## Your task:
Below are several records. Retype exactly those lines running from the one with "of ASCII letters." through the one with "not be parsed.", end lines included, and no others.

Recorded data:
□ □ □

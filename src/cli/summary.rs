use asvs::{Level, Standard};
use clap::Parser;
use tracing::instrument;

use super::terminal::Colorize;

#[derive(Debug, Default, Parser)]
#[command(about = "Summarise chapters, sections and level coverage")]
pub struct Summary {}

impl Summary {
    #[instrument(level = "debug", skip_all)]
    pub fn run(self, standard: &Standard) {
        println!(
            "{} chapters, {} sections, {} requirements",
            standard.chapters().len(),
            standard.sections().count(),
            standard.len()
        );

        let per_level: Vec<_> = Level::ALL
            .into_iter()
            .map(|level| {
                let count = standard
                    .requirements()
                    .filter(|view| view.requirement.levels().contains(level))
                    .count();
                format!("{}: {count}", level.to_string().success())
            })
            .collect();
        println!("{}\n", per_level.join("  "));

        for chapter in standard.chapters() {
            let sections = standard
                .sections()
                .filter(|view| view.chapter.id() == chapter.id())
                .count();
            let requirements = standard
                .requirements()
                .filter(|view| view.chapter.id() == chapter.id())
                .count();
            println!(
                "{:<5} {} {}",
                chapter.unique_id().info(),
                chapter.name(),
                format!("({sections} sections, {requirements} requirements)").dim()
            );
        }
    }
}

□ □ □

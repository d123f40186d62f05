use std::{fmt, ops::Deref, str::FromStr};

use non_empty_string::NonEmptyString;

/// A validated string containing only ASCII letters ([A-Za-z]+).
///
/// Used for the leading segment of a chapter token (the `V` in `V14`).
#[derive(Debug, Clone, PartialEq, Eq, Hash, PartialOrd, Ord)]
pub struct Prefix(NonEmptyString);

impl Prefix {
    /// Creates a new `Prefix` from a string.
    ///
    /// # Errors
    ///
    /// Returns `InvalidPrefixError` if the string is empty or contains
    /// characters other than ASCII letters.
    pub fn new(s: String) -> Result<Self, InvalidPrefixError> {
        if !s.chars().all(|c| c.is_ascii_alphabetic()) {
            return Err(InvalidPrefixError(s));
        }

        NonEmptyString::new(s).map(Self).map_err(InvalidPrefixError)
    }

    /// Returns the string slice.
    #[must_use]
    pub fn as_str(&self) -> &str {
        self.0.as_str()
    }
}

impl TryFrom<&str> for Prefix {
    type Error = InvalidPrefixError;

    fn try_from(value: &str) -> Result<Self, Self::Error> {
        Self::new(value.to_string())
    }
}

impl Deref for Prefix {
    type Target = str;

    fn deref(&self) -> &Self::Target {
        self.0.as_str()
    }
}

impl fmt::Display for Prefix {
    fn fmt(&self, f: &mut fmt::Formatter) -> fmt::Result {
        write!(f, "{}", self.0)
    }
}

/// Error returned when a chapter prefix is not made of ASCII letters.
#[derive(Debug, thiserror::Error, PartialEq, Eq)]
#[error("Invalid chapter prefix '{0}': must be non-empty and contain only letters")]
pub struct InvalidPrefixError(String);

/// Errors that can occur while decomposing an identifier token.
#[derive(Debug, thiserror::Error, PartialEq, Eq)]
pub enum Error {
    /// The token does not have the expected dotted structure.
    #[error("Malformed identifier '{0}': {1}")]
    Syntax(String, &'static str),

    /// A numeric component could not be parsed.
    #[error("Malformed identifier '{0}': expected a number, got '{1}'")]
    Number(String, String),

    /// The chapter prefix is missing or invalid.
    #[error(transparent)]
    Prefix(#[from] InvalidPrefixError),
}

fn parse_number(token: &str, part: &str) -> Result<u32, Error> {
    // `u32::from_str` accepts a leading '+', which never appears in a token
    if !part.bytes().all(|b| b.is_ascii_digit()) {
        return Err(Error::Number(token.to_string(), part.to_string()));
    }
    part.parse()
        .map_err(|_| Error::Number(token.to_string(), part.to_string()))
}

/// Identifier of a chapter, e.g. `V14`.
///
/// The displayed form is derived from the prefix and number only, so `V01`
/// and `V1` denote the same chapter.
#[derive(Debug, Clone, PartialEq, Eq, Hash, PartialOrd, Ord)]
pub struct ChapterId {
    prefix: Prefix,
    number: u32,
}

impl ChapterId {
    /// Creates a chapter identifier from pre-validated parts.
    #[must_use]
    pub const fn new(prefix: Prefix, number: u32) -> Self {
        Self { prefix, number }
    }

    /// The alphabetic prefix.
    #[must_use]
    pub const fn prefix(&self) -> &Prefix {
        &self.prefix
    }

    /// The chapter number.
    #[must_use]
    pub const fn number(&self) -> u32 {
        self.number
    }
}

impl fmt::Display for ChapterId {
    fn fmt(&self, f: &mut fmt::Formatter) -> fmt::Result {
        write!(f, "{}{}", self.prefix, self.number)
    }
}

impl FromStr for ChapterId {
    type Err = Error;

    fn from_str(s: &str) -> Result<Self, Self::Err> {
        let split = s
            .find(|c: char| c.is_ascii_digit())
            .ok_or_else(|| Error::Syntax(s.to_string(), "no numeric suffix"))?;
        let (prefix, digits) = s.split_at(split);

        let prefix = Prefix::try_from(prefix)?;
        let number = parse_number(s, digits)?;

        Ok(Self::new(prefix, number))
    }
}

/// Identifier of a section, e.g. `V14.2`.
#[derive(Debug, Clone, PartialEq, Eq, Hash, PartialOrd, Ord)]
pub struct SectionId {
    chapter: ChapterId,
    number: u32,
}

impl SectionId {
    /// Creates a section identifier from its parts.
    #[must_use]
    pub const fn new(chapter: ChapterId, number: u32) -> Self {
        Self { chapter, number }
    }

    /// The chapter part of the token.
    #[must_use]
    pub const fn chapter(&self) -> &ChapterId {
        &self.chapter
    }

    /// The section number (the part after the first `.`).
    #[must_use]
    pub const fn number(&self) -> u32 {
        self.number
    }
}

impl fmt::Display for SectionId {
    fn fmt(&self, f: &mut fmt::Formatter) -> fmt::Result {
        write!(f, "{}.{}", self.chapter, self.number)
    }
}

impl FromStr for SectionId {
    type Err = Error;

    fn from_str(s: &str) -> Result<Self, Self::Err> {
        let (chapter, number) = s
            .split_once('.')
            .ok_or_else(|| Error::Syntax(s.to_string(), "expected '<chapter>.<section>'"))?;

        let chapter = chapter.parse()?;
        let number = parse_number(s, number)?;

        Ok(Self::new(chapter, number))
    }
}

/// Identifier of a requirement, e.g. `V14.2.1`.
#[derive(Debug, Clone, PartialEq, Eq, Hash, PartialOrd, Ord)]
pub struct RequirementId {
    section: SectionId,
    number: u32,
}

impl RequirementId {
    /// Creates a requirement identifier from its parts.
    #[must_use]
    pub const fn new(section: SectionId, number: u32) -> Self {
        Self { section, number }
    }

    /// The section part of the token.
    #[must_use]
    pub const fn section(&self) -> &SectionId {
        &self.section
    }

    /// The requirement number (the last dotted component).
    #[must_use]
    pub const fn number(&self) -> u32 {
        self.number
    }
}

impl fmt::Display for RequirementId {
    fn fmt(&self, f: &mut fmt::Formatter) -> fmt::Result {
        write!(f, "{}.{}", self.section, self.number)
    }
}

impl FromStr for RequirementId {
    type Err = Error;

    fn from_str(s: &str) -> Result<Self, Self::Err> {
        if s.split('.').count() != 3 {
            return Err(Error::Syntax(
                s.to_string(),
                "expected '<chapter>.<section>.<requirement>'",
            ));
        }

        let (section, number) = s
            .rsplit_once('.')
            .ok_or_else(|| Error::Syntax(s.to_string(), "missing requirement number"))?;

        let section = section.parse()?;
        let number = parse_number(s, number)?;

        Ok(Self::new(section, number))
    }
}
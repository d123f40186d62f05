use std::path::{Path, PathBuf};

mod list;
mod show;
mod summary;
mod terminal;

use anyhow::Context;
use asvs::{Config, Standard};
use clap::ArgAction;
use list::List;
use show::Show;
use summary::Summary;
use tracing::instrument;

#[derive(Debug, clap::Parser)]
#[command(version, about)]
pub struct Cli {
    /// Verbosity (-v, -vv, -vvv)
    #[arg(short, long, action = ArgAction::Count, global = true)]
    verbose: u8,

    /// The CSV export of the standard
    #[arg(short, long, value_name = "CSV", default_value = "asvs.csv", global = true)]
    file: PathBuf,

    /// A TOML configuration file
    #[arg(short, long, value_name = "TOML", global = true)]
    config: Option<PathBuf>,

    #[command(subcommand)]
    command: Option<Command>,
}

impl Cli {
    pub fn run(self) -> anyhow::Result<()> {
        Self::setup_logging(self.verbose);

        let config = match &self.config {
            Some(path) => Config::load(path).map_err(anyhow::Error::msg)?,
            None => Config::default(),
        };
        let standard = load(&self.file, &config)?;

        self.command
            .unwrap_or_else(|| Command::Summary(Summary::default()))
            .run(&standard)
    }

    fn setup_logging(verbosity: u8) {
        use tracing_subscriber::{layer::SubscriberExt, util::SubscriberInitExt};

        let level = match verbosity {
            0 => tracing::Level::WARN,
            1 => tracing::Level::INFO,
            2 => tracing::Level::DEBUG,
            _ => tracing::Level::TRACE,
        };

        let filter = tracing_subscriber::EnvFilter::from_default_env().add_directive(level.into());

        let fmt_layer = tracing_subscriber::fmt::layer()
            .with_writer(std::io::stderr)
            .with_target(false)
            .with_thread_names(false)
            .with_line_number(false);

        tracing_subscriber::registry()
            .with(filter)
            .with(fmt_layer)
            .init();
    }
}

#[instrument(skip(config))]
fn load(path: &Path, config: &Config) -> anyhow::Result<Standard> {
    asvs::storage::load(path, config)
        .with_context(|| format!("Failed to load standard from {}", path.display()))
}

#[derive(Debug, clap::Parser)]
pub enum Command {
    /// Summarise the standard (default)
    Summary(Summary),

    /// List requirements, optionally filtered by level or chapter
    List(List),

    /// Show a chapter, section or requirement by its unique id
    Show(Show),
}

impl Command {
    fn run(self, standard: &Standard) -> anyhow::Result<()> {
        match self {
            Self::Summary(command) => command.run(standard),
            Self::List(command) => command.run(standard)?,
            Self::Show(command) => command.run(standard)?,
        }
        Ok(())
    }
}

□ □ □

## Task result:
/// Error returned when a chapter prefix is not made of ASCII letters.
#[derive(Debug, thiserror::Error, PartialEq, Eq)]
#[error("Invalid chapter prefix '{0}': must be non-empty and contain only letters")]
pub struct InvalidPrefixError(String);

/// Errors that can occur while decomposing an identifier token.
#[derive(Debug, thiserror::Error, PartialEq, Eq)]
pub enum Error {
    /// The token does not have the expected dotted structure.
    #[error("Malformed identifier '{0}': {1}")]
    Syntax(String, &'static str),

    /// A numeric component could not be parsed.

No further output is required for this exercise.